▶ [TASK DIRECTIONS] Please restate, word for word, the lines below that begin at the one with "self.cursor == 0" and end at the one with "fn clamp(&self, months: i64)". Leave out all other lines.

Stored dataset items
::::

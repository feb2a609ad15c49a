//! Device location for clock actions.
//!
//! Location is best effort: denial, timeout or a missing capability degrade to
//! [`GeoCoordinate::SENTINEL`] so a clock action can always be attempted.

use std::time::Duration;

use async_trait::async_trait;
use thiserror::Error;
use tracing::{debug, warn};

use crate::models::GeoCoordinate;

#[derive(Debug, Clone, Copy, PartialEq, Eq)]
pub struct PositionOptions {
    pub high_accuracy: bool,
    pub timeout: Duration,
    /// Oldest cached fix the device may return.
    pub maximum_age: Duration,
}

impl Default for PositionOptions {
    fn default() -> Self {
        Self { high_accuracy: true, timeout: Duration::from_secs(10), maximum_age: Duration::ZERO }
    }
}

impl PositionOptions {
    pub fn with_timeout(timeout: Duration) -> Self { Self { timeout, ..Default::default() } }
}

#[derive(Debug, Clone, Copy, PartialEq, Eq, Error)]
pub enum GeoError {
    #[error("location permission denied")]
    PermissionDenied,
    #[error("position unavailable")]
    PositionUnavailable,
    #[error("location request timed out")]
    Timeout,
    #[error("geolocation not supported")]
    Unsupported,
}

/// Source of device coordinates.
#[async_trait]
pub trait Geolocator: Send + Sync {
    async fn current_position(&self, options: PositionOptions) -> Result<GeoCoordinate, GeoError>;
}

/// Outcome of a location request, keeping "degraded" distinguishable from a real fix.
#[derive(Debug, Clone, Copy, PartialEq)]
pub enum LocationFix {
    Acquired(GeoCoordinate),
    Degraded { reason: GeoError },
}

impl LocationFix {
    /// Coordinate to submit: the real fix, or the sentinel.
    pub fn coordinate(&self) -> GeoCoordinate {
        match self {
            LocationFix::Acquired(c) => *c,
            LocationFix::Degraded { .. } => GeoCoordinate::SENTINEL,
        }
    }

    pub fn is_degraded(&self) -> bool { matches!(self, LocationFix::Degraded { .. }) }
}

/// Ask the locator for a position, bounded by `options.timeout`. Never fails.
pub async fn acquire_coordinates(locator: &dyn Geolocator, options: PositionOptions) -> LocationFix {
    match tokio::time::timeout(options.timeout, locator.current_position(options)).await {
        Ok(Ok(c)) => {
            debug!(target: "timeclock::clock", lat = c.latitude, lon = c.longitude, "position acquired");
            LocationFix::Acquired(c)
        }
        Ok(Err(reason)) => {
            warn!(target: "timeclock::clock", %reason, "location unavailable, submitting sentinel");
            LocationFix::Degraded { reason }
        }
        Err(_) => {
            warn!(target: "timeclock::clock", timeout_ms = options.timeout.as_millis() as u64, "location timed out, submitting sentinel");
            LocationFix::Degraded { reason: GeoError::Timeout }
        }
    }
}

/// Always reports the same coordinate.
#[derive(Debug, Clone, Copy)]
pub struct FixedLocator(pub GeoCoordinate);

#[async_trait]
impl Geolocator for FixedLocator {
    async fn current_position(&self, _options: PositionOptions) -> Result<GeoCoordinate, GeoError> { Ok(self.0) }
}

/// Behaves like a user who refused the permission prompt.
#[derive(Debug, Clone, Copy, Default)]
pub struct DeniedLocator;

#[async_trait]
impl Geolocator for DeniedLocator {
    async fn current_position(&self, _options: PositionOptions) -> Result<GeoCoordinate, GeoError> {
        Err(GeoError::PermissionDenied)
    }
}

/// No location capability at all (headless hosts, the CLI without flags).
#[derive(Debug, Clone, Copy, Default)]
pub struct NoLocator;

#[async_trait]
impl Geolocator for NoLocator {
    async fn current_position(&self, _options: PositionOptions) -> Result<GeoCoordinate, GeoError> {
        Err(GeoError::Unsupported)
    }
}
//! Once-a-second display clock for the clock panel. Purely presentational.

use std::time::Duration;

use chrono::{DateTime, Utc};
use tokio::sync::watch;
use tokio::task::JoinHandle;

use crate::models::ActiveShift;

#[derive(Debug, Clone, PartialEq)]
pub struct Tick {
    pub now: DateTime<Utc>,
    /// Present only while a shift is open.
    pub elapsed: Option<chrono::Duration>,
    pub earnings: Option<f64>,
}

impl Tick {
    fn at(now: DateTime<Utc>, shift: Option<&ActiveShift>) -> Self {
        Self { now, elapsed: shift.map(|s| s.elapsed(now)), earnings: shift.map(|s| s.earnings(now)) }
    }
}

/// Publishes a [`Tick`] every period until dropped.
#[derive(Debug)]
pub struct ShiftTicker {
    rx: watch::Receiver<Tick>,
    handle: JoinHandle<()>,
}

impl ShiftTicker {
    pub fn spawn(shift: Option<ActiveShift>) -> Self { Self::with_period(shift, Duration::from_secs(1)) }

    pub fn with_period(shift: Option<ActiveShift>, period: Duration) -> Self {
        let (tx, rx) = watch::channel(Tick::at(Utc::now(), shift.as_ref()));
        let handle = tokio::spawn(async move {
            let mut interval = tokio::time::interval(period);
            interval.set_missed_tick_behavior(tokio::time::MissedTickBehavior::Skip);
            loop {
                interval.tick().await;
                if tx.send(Tick::at(Utc::now(), shift.as_ref())).is_err() {
                    break;
                }
            }
        });
        Self { rx, handle }
    }

    pub fn current(&self) -> Tick { self.rx.borrow().clone() }

    pub fn subscribe(&self) -> watch::Receiver<Tick> { self.rx.clone() }

    pub fn is_running(&self) -> bool { !self.handle.is_finished() }
}

impl Drop for ShiftTicker {
    fn drop(&mut self) {
        self.handle.abort();
    }
}
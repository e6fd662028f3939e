//! Error types for the date picker core.

use crate::domain::CalendarDate;

/// Error type for the fallible constructors and parsers of the core.
///
/// Navigation and selection never fail: out-of-bounds input is clamped or
/// ignored instead.
#[derive(Debug, Clone, PartialEq, Eq, thiserror::Error)]
pub enum PickerError {
    /// Returned when a month index is outside 0-11.
    #[error("month must be in 0..=11, got {month}")]
    InvalidMonth {
        /// The invalid zero-based month.
        month: u32,
    },

    /// Returned when a day does not exist in its month.
    #[error("day {day} does not exist in {year}-{:02}", .month + 1)]
    InvalidDay {
        /// Year of the rejected date.
        year: i32,
        /// Zero-based month of the rejected date.
        month: u32,
        /// The invalid day.
        day: u32,
    },

    /// Returned when a range starts after it ends.
    #[error("range start {start} is after range end {end}")]
    InvalidRange {
        /// Requested start.
        start: CalendarDate,
        /// Requested end.
        end: CalendarDate,
    },

    /// Returned when the visible window would hold no months.
    #[error("window size must be >= 1, got {size}")]
    InvalidWindowSize {
        /// The invalid window size.
        size: usize,
    },

    /// Returned when a weekday cannot be computed for the year.
    #[error("year {year} is outside the supported calendar")]
    UnsupportedYear {
        /// The unsupported year.
        year: i32,
    },

    /// Returned when text is not a `YYYY-MM-DD` date.
    #[error("invalid date '{input}', expected YYYY-MM-DD")]
    InvalidDate {
        /// The rejected input.
        input: String,
    },

    /// Returned when text is not a known selection mode.
    #[error("invalid selection mode '{input}', expected 'single' or 'range'")]
    InvalidMode {
        /// The rejected input.
        input: String,
    },

    /// Returned when an event script line cannot be understood.
    #[error("invalid event '{input}'")]
    InvalidEvent {
        /// The rejected input.
        input: String,
    },
}
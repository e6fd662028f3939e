use crate::domain::{CalendarDate, DateRange, PickerEvent, Selection};
use crate::error::PickerError;
use anyhow::{Context, Result};

/// Reads picker event scripts: one event per line.
///
/// ```text
/// # open on 2020 and pick a week
/// year 2020
/// next
/// click 2020-03-02
/// click 2020-03-08
/// ```
pub struct EventScriptParser;

impl EventScriptParser {
    pub fn new() -> Self {
        Self
    }

    pub fn parse(&self, content: &str) -> Result<Vec<PickerEvent>> {
        let mut events = Vec::new();

        for (index, line) in content.lines().enumerate() {
            let line = line.trim();
            if line.is_empty() || line.starts_with('#') {
                continue;
            }

            let event = self
                .parse_event(line)
                .with_context(|| format!("line {}: cannot parse '{}'", index + 1, line))?;
            events.push(event);
        }

        Ok(events)
    }

    pub fn parse_event(&self, line: &str) -> Result<PickerEvent, PickerError> {
        let invalid = || PickerError::InvalidEvent {
            input: line.to_string(),
        };

        let mut words = line.split_whitespace();
        let command = words.next().ok_or_else(invalid)?.to_ascii_lowercase();
        let argument = words.next();
        if words.next().is_some() {
            return Err(invalid());
        }

        match (command.as_str(), argument) {
            ("prev" | "previous", None) => Ok(PickerEvent::Previous),
            ("next", None) => Ok(PickerEvent::Next),
            ("year", Some(year)) => year
                .parse()
                .map(PickerEvent::SelectYear)
                .map_err(|_| invalid()),
            ("click", Some(date)) => date.parse().map(PickerEvent::ClickDate),
            _ => Err(invalid()),
        }
    }
}

impl Default for EventScriptParser {
    fn default() -> Self {
        Self::new()
    }
}

/// Parses `DATE` as a single day or `START..END` as a span, in either order.
pub fn parse_selection(input: &str) -> Result<Selection, PickerError> {
    match input.split_once("..") {
        Some((a, b)) => {
            let a: CalendarDate = a.parse()?;
            let b: CalendarDate = b.parse()?;
            Ok(Selection::from_range(DateRange::ordered(a, b)))
        }
        None => input.parse().map(Selection::Single),
    }
}

/// Parses `START..END` into a validated range.
pub fn parse_range(input: &str) -> Result<DateRange, PickerError> {
    let (start, end) = input.split_once("..").ok_or_else(|| PickerError::InvalidDate {
        input: input.to_string(),
    })?;
    DateRange::new(start.parse()?, end.parse()?)
}
use crate::error::PickerError;
use chrono::{DateTime, Datelike, Local, NaiveDate, TimeZone, Utc};
use serde::{Deserialize, Serialize};
use std::fmt;
use std::str::FromStr;

pub const MONTHS_PER_YEAR: u32 = 12;

// Month lengths for a non-leap year, indexed by zero-based month.
const MONTH_DAYS: [u32; 12] = [31, 28, 31, 30, 31, 30, 31, 31, 30, 31, 30, 31];

/// Leap test used for grid layout. Every fourth year is a leap year; the
/// Gregorian century exception is deliberately not applied.
pub fn is_leap_year(year: i32) -> bool {
    year.rem_euclid(4) == 0
}

/// Number of days in a zero-based month under the simplified leap rule.
pub fn days_in_month(year: i32, month: u32) -> Result<u32, PickerError> {
    match month {
        1 if is_leap_year(year) => Ok(29),
        0..=11 => Ok(MONTH_DAYS[month as usize]),
        _ => Err(PickerError::InvalidMonth { month }),
    }
}

/// A calendar day: year, zero-based month and day of month.
///
/// Ordering follows the calendar, so comparing two dates is the same as
/// comparing them at midnight UTC.
#[derive(Debug, Clone, Copy, PartialEq, Eq, PartialOrd, Ord, Hash, Serialize, Deserialize)]
#[serde(try_from = "String", into = "String")]
pub struct CalendarDate {
    year: i32,
    month: u32,
    day: u32,
}

impl CalendarDate {
    pub fn new(year: i32, month: u32, day: u32) -> Result<Self, PickerError> {
        let max_day = days_in_month(year, month)?;
        if day == 0 || day > max_day {
            return Err(PickerError::InvalidDay { year, month, day });
        }
        Ok(Self { year, month, day })
    }

    // Callers guarantee the day exists in the month.
    pub(crate) fn new_unchecked(year: i32, month: u32, day: u32) -> Self {
        Self { year, month, day }
    }

    pub fn year(&self) -> i32 {
        self.year
    }

    /// Zero-based month (0 = January).
    pub fn month(&self) -> u32 {
        self.month
    }

    pub fn day(&self) -> u32 {
        self.day
    }

    pub fn year_month(&self) -> YearMonth {
        YearMonth::new_unchecked(self.year, self.month)
    }

    /// January 1st of the given year.
    pub fn first_of_year(year: i32) -> Self {
        Self::new_unchecked(year, 0, 1)
    }

    pub fn from_naive(date: NaiveDate) -> Self {
        Self::new_unchecked(date.year(), date.month0(), date.day())
    }

    /// Converts back to a `chrono` date. Returns `None` for days that only
    /// exist under the simplified leap rule, such as 1900-02-29.
    pub fn to_naive(&self) -> Option<NaiveDate> {
        NaiveDate::from_ymd_opt(self.year, self.month + 1, self.day)
    }

    /// Normalizes a timestamp to its calendar day in UTC.
    pub fn from_datetime<Tz: TimeZone>(datetime: &DateTime<Tz>) -> Self {
        Self::from_naive(datetime.with_timezone(&Utc).date_naive())
    }

    /// The current local calendar day.
    pub fn today() -> Self {
        Self::from_naive(Local::now().date_naive())
    }
}

impl fmt::Display for CalendarDate {
    fn fmt(&self, f: &mut fmt::Formatter<'_>) -> fmt::Result {
        write!(f, "{:04}-{:02}-{:02}", self.year, self.month + 1, self.day)
    }
}

impl FromStr for CalendarDate {
    type Err = PickerError;

    fn from_str(s: &str) -> Result<Self, Self::Err> {
        let invalid = || PickerError::InvalidDate {
            input: s.to_string(),
        };

        // Split from the right so a leading minus sign stays with the year.
        let mut parts = s.trim().rsplitn(3, '-');
        let day = parts.next().ok_or_else(invalid)?;
        let month = parts.next().ok_or_else(invalid)?;
        let year = parts.next().ok_or_else(invalid)?;

        let year: i32 = year.parse().map_err(|_| invalid())?;
        let month: u32 = month.parse().map_err(|_| invalid())?;
        let day: u32 = day.parse().map_err(|_| invalid())?;
        if month == 0 {
            return Err(invalid());
        }

        Self::new(year, month - 1, day)
    }
}

impl TryFrom<String> for CalendarDate {
    type Error = PickerError;

    fn try_from(value: String) -> Result<Self, Self::Error> {
        value.parse()
    }
}

impl From<CalendarDate> for String {
    fn from(date: CalendarDate) -> Self {
        date.to_string()
    }
}

/// A calendar month: year plus zero-based month.
#[derive(Debug, Clone, Copy, PartialEq, Eq, PartialOrd, Ord, Hash)]
pub struct YearMonth {
    year: i32,
    month: u32,
}

impl YearMonth {
    pub fn new(year: i32, month: u32) -> Result<Self, PickerError> {
        if month >= MONTHS_PER_YEAR {
            return Err(PickerError::InvalidMonth { month });
        }
        Ok(Self { year, month })
    }

    fn new_unchecked(year: i32, month: u32) -> Self {
        Self { year, month }
    }

    pub fn year(&self) -> i32 {
        self.year
    }

    pub fn month(&self) -> u32 {
        self.month
    }

    /// The following month, or `None` past the last representable year.
    pub fn next(&self) -> Option<Self> {
        if self.month < MONTHS_PER_YEAR - 1 {
            Some(Self::new_unchecked(self.year, self.month + 1))
        } else {
            let year = self.year.checked_add(1)?;
            Some(Self::new_unchecked(year, 0))
        }
    }

    /// The preceding month, or `None` before the first representable year.
    pub fn previous(&self) -> Option<Self> {
        if self.month > 0 {
            Some(Self::new_unchecked(self.year, self.month - 1))
        } else {
            let year = self.year.checked_sub(1)?;
            Some(Self::new_unchecked(year, MONTHS_PER_YEAR - 1))
        }
    }

    pub fn days(&self) -> u32 {
        // month is validated on construction
        days_in_month(self.year, self.month).unwrap_or(31)
    }

    pub fn date(&self, day: u32) -> Result<CalendarDate, PickerError> {
        CalendarDate::new(self.year, self.month, day)
    }

    /// Weekday of the first day of the month, 1 = Sunday through 7 = Saturday.
    pub fn first_weekday(&self) -> Result<u32, PickerError> {
        NaiveDate::from_ymd_opt(self.year, self.month + 1, 1)
            .map(|date| date.weekday().number_from_sunday())
            .ok_or(PickerError::UnsupportedYear { year: self.year })
    }
}

impl fmt::Display for YearMonth {
    fn fmt(&self, f: &mut fmt::Formatter<'_>) -> fmt::Result {
        write!(f, "{:04}-{:02}", self.year, self.month + 1)
    }
}
use crate::domain::{DEFAULT_WINDOW_SIZE, SelectionMode};
use std::path::PathBuf;

pub struct Config {
    pub state_dir: PathBuf,
    pub session_path: PathBuf,
    pub log_path: PathBuf,
    pub window_size: usize,
    pub mode: SelectionMode,
    /// Overrides the selection log hook's default when set.
    pub log_selections: Option<bool>,
}

impl Config {
    pub fn from_env() -> Self {
        Self::from_lookup(|key| std::env::var(key).ok())
    }

    pub fn from_lookup(lookup: impl Fn(&str) -> Option<String>) -> Self {
        let state_dir = lookup("DATEPICKER_DIR")
            .map(PathBuf::from)
            .unwrap_or_else(|| {
                dirs::data_local_dir()
                    .unwrap_or_else(|| PathBuf::from("."))
                    .join("datepicker")
            });

        let session_path = state_dir.join("session.json");
        let log_path = state_dir.join("selection_log.txt");

        let window_size = match lookup("DATEPICKER_WINDOW").map(|v| v.trim().parse::<usize>()) {
            Some(Ok(size)) if size > 0 => size,
            Some(_) => {
                log::warn!("DATEPICKER_WINDOW must be a positive integer, using {DEFAULT_WINDOW_SIZE}");
                DEFAULT_WINDOW_SIZE
            }
            None => DEFAULT_WINDOW_SIZE,
        };

        let mode = match lookup("DATEPICKER_MODE").map(|v| v.parse::<SelectionMode>()) {
            Some(Ok(mode)) => mode,
            Some(Err(e)) => {
                log::warn!("{e}, using single");
                SelectionMode::Single
            }
            None => SelectionMode::Single,
        };

        let log_selections = lookup("DATEPICKER_SELECTION_LOG")
            .map(|v| !matches!(v.trim().to_ascii_lowercase().as_str(), "0" | "false" | "off" | "no"));

        Self {
            state_dir,
            session_path,
            log_path,
            window_size,
            mode,
            log_selections,
        }
    }
}
use crate::domain::{CalendarDate, DateRange, MONTHS_PER_YEAR, Selection};

/// Whole calendar months from `base` to `target`, ignoring days.
///
/// A target earlier in the same year counts as zero; a target in an earlier
/// year comes out negative.
pub fn months_between(base: CalendarDate, target: CalendarDate) -> i64 {
    let years = i64::from(target.year()) - i64::from(base.year());
    let months = i64::from(target.month()) - i64::from(base.month());
    if years == 0 {
        return months.max(0);
    }
    years * i64::from(MONTHS_PER_YEAR) + months
}

/// Left edge of the visible window of month grids.
#[derive(Debug, Clone, PartialEq, Eq)]
pub struct CursorNavigator {
    range: DateRange,
    cursor: usize,
    cursor_max: usize,
}

impl CursorNavigator {
    /// Places the cursor for the first render.
    ///
    /// A selection wins; otherwise, when `today` lies inside the range, the
    /// window opens on January of today's year rather than the current month.
    pub fn new(
        range: DateRange,
        window_size: usize,
        selection: &Selection,
        today: CalendarDate,
    ) -> Self {
        let mut navigator = Self::at(range, window_size, 0);
        let target = match selection.start() {
            Some(start) => Some(start),
            None if range.contains(today) => Some(CalendarDate::first_of_year(today.year())),
            None => None,
        };
        if let Some(target) = target {
            navigator.cursor = navigator.clamp(months_between(range.start(), target));
        }
        log::debug!(
            "initial cursor {} of {} for {}",
            navigator.cursor,
            navigator.cursor_max,
            range.start()
        );
        navigator
    }

    /// Restores a known cursor, clamped to the bounds for this range.
    pub fn at(range: DateRange, window_size: usize, cursor: usize) -> Self {
        let total_months = range.month_count();
        let cursor_max = total_months.saturating_sub(window_size);
        Self {
            range,
            cursor: cursor.min(cursor_max),
            cursor_max,
        }
    }

    pub fn cursor(&self) -> usize {
        self.cursor
    }

    pub fn cursor_max(&self) -> usize {
        self.cursor_max
    }

    pub fn is_at_start(&self) -> bool {
        self.cursor == 0
    }

    pub fn is_at_end(&self) -> bool {
        self.cursor >= self.cursor_max
    }

    pub fn step_previous(&mut self) {
        self.cursor = self.cursor.saturating_sub(1);
    }

    pub fn step_next(&mut self) {
        self.cursor = (self.cursor + 1).min(self.cursor_max);
    }

    /// Moves the window to January of `year`. Years outside the range are
    /// ignored; returns whether the jump was accepted.
    pub fn jump_to_year(&mut self, year: i32) -> bool {
        if !self.range.contains_year(year) {
            log::debug!(
                "ignoring jump to {year}, outside {}..{}",
                self.range.start().year(),
                self.range.end().year()
            );
            return false;
        }
        self.cursor = self.clamp(months_between(
            self.range.start(),
            CalendarDate::first_of_year(year),
        ));
        true
    }

    /// The year shown for the current window. At the last position this is
    /// the range's final year.
    pub fn viewing_year(&self) -> i32 {
        if self.is_at_end() {
            return self.range.end().year();
        }
        let offset = (self.cursor as u64 + u64::from(self.range.start().month()))
            / u64::from(MONTHS_PER_YEAR);
        self.range.start().year() + offset as i32
    }

    fn clamp(&self, months: i64) -> usize {
        months.clamp(0, self.cursor_max as i64) as usize
    }
}
pub mod annotation;
pub mod calendar_date;
pub mod cursor;
pub mod date_range;
pub mod event;
pub mod month_grid;
pub mod selection;
pub mod session;

pub use annotation::*;
pub use calendar_date::*;
pub use cursor::*;
pub use date_range::*;
pub use event::*;
pub use month_grid::*;
pub use selection::*;
pub use session::*;
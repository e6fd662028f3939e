use datepicker::Cli;

fn main() -> anyhow::Result<()> {
    env_logger::Builder::from_env(env_logger::Env::default().default_filter_or("warn")).init();
    Cli::run()
}
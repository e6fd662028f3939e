pub mod app;
pub mod cli;
pub mod config;
pub mod picker;
pub mod render;

pub use app::*;
pub use cli::*;
pub use config::*;
pub use picker::*;
pub use render::*;
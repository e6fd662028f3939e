use crate::domain::{CalendarDate, DateRange};
use crate::error::PickerError;
use serde::{Deserialize, Serialize};
use std::fmt;
use std::str::FromStr;

/// How a click combines with the current selection.
#[derive(Debug, Clone, Copy, PartialEq, Eq, Default, Serialize, Deserialize)]
#[serde(rename_all = "lowercase")]
pub enum SelectionMode {
    #[default]
    Single,
    Range,
}

impl fmt::Display for SelectionMode {
    fn fmt(&self, f: &mut fmt::Formatter<'_>) -> fmt::Result {
        match self {
            SelectionMode::Single => write!(f, "single"),
            SelectionMode::Range => write!(f, "range"),
        }
    }
}

impl FromStr for SelectionMode {
    type Err = PickerError;

    fn from_str(s: &str) -> Result<Self, Self::Err> {
        match s.trim().to_ascii_lowercase().as_str() {
            "single" => Ok(SelectionMode::Single),
            "range" => Ok(SelectionMode::Range),
            _ => Err(PickerError::InvalidMode {
                input: s.to_string(),
            }),
        }
    }
}

/// The chosen dates: nothing, one day, or an inclusive span.
#[derive(Debug, Clone, Copy, PartialEq, Eq, Default, Serialize, Deserialize)]
#[serde(
    tag = "kind",
    content = "dates",
    rename_all = "lowercase",
    from = "StoredSelection"
)]
pub enum Selection {
    #[default]
    Empty,
    Single(CalendarDate),
    Range(DateRange),
}

// Wire form of `Selection`; a stored one-day range is read back as `Single`.
#[derive(Deserialize)]
#[serde(tag = "kind", content = "dates", rename_all = "lowercase")]
enum StoredSelection {
    Empty,
    Single(CalendarDate),
    Range(DateRange),
}

impl From<StoredSelection> for Selection {
    fn from(stored: StoredSelection) -> Self {
        match stored {
            StoredSelection::Empty => Selection::Empty,
            StoredSelection::Single(date) => Selection::Single(date),
            StoredSelection::Range(range) => Selection::from_range(range),
        }
    }
}

impl Selection {
    /// Collapses a one-day span to `Single` so equal endpoints always compare
    /// equal regardless of how they were produced.
    pub fn from_range(range: DateRange) -> Self {
        if range.is_single_day() {
            Selection::Single(range.start())
        } else {
            Selection::Range(range)
        }
    }

    pub fn span(start: CalendarDate, end: CalendarDate) -> Result<Self, PickerError> {
        DateRange::new(start, end).map(Self::from_range)
    }

    pub fn is_empty(&self) -> bool {
        matches!(self, Selection::Empty)
    }

    /// The selection as a range; a single day is a degenerate range.
    pub fn bounds(&self) -> Option<DateRange> {
        match self {
            Selection::Empty => None,
            Selection::Single(date) => Some(DateRange::day(*date)),
            Selection::Range(range) => Some(*range),
        }
    }

    pub fn start(&self) -> Option<CalendarDate> {
        self.bounds().map(|range| range.start())
    }

    pub fn end(&self) -> Option<CalendarDate> {
        self.bounds().map(|range| range.end())
    }

    pub fn contains(&self, date: CalendarDate) -> bool {
        self.bounds().is_some_and(|range| range.contains(date))
    }

    /// Applies a date click.
    ///
    /// In single mode every click replaces the selection. In range mode:
    /// - empty: the clicked day becomes the selection
    /// - one day `d`: the span between `d` and the click, earliest first
    /// - span `[lo, hi]`: a click outside starts over from the clicked day, a
    ///   click inside keeps `lo` and moves the end to the click
    pub fn transition(&self, mode: SelectionMode, clicked: CalendarDate) -> Selection {
        if mode == SelectionMode::Single {
            return Selection::Single(clicked);
        }

        match *self {
            Selection::Empty => Selection::Single(clicked),
            Selection::Single(date) => Selection::from_range(DateRange::ordered(clicked, date)),
            Selection::Range(range) if range.is_single_day() => {
                Selection::from_range(DateRange::ordered(clicked, range.start()))
            }
            Selection::Range(range) => {
                if clicked < range.start() || clicked > range.end() {
                    Selection::Single(clicked)
                } else {
                    Selection::from_range(DateRange::ordered(range.start(), clicked))
                }
            }
        }
    }
}

impl fmt::Display for Selection {
    fn fmt(&self, f: &mut fmt::Formatter<'_>) -> fmt::Result {
        match self {
            Selection::Empty => write!(f, "(none)"),
            Selection::Single(date) => write!(f, "{date}"),
            Selection::Range(range) => write!(f, "{}..{}", range.start(), range.end()),
        }
    }
}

::::

▶ [RESPONSE AREA]
        self.cursor == 0
    }

    pub fn is_at_end(&self) -> bool {
        self.cursor >= self.cursor_max
    }

    pub fn step_previous(&mut self) {
        self.cursor = self.cursor.saturating_sub(1);
    }

    pub fn step_next(&mut self) {
        self.cursor = (self.cursor + 1).min(self.cursor_max);
    }

    /// Moves the window to January of `year`. Years outside the range are
    /// ignored; returns whether the jump was accepted.
    pub fn jump_to_year(&mut self, year: i32) -> bool {
        if !self.range.contains_year(year) {
            log::debug!(
                "ignoring jump to {year}, outside {}..{}",
                self.range.start().year(),
                self.range.end().year()
            );
            return false;
        }
        self.cursor = self.clamp(months_between(
            self.range.start(),
            CalendarDate::first_of_year(year),
        ));
        true
    }

    /// The year shown for the current window. At the last position this is
    /// the range's final year.
    pub fn viewing_year(&self) -> i32 {
        if self.is_at_end() {
            return self.range.end().year();
        }
        let offset = (self.cursor as u64 + u64::from(self.range.start().month()))
            / u64::from(MONTHS_PER_YEAR);
        self.range.start().year() + offset as i32
    }

    fn clamp(&self, months: i64) -> usize {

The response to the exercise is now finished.